Task objective: Repeat each record that follows, keeping it identical.

(Collected data)
------------------------------------------------------------------------

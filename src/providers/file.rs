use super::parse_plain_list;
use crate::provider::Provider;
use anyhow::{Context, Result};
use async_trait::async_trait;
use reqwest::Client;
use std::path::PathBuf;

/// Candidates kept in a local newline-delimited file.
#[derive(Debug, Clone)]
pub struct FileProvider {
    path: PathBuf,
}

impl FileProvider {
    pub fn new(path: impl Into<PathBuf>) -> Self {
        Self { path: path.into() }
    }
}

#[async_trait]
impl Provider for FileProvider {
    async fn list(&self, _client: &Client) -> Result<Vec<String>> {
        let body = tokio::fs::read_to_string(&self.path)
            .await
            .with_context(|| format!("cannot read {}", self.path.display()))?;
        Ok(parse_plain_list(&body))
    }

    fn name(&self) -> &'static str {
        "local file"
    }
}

------------------------------------------------------------------------

Exercise answer:
filename src/providers/file.rs
use super::parse_plain_list;
use crate::provider::Provider;
use anyhow::{Context, Result};
use async_trait::async_trait;
use reqwest::Client;
use std::path::PathBuf;

/// Candidates kept in a local newline-delimited file.
#[derive(Debug, Clone)]
pub struct FileProvider {
    path: PathBuf,
}

impl FileProvider {
    pub fn new(path: impl Into<PathBuf>) -> Self {
        Self { path: path.into() }
    }
}

#[async_trait]
impl Provider for FileProvider {
    async fn list(&self, _client: &Client) -> Result<Vec<String>> {
        let body = tokio::fs::read_to_string(&self.path)
            .await
            .with_context(|| format!("cannot read {}", self.path.display()))?;
        Ok(parse_plain_list(&body))
    }

    fn name(&self) -> &'static str {
        "local file"
    }
}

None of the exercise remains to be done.